*** Block opens ***

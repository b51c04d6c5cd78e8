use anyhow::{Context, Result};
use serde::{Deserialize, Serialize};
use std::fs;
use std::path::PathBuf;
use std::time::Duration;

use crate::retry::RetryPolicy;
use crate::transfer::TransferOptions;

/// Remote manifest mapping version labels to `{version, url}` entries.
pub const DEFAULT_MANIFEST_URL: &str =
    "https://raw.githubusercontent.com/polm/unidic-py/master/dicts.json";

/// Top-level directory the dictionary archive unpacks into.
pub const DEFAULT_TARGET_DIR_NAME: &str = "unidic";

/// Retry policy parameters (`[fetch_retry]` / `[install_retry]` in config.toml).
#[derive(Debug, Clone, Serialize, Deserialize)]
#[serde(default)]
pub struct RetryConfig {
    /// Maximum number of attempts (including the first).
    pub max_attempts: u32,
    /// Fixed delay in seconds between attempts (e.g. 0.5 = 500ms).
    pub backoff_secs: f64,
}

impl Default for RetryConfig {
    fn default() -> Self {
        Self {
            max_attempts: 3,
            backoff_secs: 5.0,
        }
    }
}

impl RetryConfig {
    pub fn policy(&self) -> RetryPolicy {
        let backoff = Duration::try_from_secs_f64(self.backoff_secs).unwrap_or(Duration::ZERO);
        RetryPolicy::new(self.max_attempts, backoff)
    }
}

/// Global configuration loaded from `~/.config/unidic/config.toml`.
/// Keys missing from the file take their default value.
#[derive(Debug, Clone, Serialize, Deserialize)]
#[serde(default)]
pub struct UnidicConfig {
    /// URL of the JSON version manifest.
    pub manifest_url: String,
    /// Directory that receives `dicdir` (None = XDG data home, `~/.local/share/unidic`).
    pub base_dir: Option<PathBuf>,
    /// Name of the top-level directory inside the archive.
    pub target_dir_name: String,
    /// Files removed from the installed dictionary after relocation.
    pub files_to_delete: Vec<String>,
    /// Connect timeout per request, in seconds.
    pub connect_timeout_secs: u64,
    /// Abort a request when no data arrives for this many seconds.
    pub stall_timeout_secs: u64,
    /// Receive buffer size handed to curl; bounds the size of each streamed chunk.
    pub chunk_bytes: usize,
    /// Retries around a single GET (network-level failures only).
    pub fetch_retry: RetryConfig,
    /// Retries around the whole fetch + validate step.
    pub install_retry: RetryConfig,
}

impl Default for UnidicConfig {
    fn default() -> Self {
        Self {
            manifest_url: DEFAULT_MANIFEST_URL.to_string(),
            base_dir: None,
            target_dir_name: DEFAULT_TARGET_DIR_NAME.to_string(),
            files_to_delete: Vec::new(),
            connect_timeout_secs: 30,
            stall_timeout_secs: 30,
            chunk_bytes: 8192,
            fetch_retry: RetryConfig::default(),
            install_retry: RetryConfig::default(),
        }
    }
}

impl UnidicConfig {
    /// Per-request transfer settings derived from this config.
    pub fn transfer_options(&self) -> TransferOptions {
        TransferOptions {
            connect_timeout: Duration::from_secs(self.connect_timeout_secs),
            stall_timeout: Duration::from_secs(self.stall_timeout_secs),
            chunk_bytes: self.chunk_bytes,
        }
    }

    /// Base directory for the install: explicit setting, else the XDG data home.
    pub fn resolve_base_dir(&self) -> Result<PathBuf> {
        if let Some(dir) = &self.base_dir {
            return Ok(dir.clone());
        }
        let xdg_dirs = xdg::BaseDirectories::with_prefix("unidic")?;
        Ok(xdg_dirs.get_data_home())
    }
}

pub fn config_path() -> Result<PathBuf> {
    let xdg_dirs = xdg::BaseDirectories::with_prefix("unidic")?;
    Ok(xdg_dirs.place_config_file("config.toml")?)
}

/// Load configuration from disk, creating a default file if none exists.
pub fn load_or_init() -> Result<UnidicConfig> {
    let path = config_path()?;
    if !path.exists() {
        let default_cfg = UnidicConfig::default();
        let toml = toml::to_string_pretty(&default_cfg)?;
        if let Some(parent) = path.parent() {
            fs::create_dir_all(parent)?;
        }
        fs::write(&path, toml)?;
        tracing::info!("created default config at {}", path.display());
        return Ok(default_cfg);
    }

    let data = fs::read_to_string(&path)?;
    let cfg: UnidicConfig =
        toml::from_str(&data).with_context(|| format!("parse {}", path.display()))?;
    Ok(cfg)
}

*** Block closes ***
*** Block opens ***

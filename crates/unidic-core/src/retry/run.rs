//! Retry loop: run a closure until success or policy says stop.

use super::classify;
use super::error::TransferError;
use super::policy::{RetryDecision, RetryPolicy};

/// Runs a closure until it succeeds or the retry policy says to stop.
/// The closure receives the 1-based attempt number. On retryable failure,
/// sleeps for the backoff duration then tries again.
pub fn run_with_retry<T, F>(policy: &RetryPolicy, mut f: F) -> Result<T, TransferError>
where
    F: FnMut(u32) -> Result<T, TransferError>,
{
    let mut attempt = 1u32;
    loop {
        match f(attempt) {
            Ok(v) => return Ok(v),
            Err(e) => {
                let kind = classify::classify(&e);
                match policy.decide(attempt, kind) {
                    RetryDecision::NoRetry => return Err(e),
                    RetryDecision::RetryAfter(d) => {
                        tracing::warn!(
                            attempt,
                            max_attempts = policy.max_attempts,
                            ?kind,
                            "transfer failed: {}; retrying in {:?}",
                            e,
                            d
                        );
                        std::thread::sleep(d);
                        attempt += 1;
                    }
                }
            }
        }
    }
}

*** Block closes ***
*** Block opens ***

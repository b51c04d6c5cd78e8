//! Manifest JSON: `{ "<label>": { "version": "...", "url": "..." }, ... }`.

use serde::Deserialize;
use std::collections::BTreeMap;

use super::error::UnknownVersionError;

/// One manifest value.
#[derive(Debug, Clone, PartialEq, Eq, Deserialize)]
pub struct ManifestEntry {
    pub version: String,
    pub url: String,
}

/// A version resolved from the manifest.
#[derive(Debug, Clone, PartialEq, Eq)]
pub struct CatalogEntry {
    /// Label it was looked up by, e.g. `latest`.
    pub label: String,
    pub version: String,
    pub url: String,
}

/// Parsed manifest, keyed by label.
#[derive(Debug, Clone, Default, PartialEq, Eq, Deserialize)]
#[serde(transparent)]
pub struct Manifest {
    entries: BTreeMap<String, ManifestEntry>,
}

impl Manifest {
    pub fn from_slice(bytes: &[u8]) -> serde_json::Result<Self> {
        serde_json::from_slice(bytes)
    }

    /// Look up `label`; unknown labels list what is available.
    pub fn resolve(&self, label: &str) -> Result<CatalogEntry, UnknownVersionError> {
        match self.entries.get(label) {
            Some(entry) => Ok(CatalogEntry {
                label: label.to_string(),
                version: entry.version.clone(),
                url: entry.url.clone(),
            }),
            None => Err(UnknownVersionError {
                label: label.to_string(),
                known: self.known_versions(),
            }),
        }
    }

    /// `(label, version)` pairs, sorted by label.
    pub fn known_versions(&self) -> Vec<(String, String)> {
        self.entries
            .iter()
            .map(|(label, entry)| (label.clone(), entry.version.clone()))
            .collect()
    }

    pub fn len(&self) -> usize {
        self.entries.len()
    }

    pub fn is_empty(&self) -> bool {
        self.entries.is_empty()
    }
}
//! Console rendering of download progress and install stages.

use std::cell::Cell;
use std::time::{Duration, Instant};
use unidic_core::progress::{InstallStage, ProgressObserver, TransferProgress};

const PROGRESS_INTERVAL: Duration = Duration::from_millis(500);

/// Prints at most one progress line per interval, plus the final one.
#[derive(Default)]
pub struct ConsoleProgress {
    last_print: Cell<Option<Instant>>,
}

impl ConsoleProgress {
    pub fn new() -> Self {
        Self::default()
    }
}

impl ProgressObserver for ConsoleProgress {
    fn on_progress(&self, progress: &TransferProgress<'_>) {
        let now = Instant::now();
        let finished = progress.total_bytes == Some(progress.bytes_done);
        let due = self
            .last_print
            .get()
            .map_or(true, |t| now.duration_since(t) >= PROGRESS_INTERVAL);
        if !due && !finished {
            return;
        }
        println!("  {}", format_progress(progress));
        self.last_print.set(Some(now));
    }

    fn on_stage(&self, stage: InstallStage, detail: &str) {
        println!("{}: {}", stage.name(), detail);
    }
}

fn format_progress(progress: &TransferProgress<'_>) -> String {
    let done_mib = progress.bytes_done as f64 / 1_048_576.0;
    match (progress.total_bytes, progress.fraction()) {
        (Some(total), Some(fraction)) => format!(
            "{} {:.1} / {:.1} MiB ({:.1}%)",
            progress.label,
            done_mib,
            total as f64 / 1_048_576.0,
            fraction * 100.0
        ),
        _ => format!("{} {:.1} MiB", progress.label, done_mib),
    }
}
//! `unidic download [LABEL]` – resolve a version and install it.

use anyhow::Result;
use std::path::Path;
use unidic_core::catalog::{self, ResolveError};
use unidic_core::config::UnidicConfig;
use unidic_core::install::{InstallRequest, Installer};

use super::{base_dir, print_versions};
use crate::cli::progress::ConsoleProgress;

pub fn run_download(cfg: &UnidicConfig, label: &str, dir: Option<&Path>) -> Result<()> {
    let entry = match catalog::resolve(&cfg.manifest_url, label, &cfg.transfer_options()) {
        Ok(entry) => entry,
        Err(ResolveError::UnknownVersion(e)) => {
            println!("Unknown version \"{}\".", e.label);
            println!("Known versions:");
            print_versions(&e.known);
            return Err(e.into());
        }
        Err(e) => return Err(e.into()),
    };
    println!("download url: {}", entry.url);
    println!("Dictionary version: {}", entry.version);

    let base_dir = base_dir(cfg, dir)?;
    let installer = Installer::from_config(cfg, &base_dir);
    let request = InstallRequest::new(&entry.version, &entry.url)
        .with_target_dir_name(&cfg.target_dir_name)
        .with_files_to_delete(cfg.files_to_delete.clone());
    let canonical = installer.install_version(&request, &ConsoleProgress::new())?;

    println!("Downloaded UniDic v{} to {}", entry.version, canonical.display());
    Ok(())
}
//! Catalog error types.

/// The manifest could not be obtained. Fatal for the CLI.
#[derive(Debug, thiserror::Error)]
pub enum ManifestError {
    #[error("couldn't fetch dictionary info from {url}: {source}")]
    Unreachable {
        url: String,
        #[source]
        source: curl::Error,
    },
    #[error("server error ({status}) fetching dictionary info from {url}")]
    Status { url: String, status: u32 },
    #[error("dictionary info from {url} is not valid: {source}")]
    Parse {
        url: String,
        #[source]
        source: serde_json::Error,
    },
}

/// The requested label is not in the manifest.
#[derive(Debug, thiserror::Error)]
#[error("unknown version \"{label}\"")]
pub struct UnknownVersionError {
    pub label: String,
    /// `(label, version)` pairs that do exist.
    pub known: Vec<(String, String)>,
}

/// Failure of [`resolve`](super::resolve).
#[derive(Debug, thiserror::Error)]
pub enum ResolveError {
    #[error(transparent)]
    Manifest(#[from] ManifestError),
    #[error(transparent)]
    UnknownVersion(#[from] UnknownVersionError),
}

*** Block closes ***

→ Work to complete
Go through the listing above and write out exactly the lines starting with the one holding "their default value." and running through the one holding "this many seconds.", ends included, and no others.

→ Result of the task
/// Keys missing from the file take their default value.
#[derive(Debug, Clone, Serialize, Deserialize)]
#[serde(default)]
pub struct UnidicConfig {
    /// URL of the JSON version manifest.
    pub manifest_url: String,
    /// Directory that receives `dicdir` (None = XDG data home, `~/.local/share/unidic`).
    pub base_dir: Option<PathBuf>,
    /// Name of the top-level directory inside the archive.
    pub target_dir_name: String,
    /// Files removed from the installed dictionary after relocation.
    pub files_to_delete: Vec<String>,
    /// Connect timeout per request, in seconds.
    pub connect_timeout_secs: u64,
    /// Abort a request when no data arrives for this many seconds.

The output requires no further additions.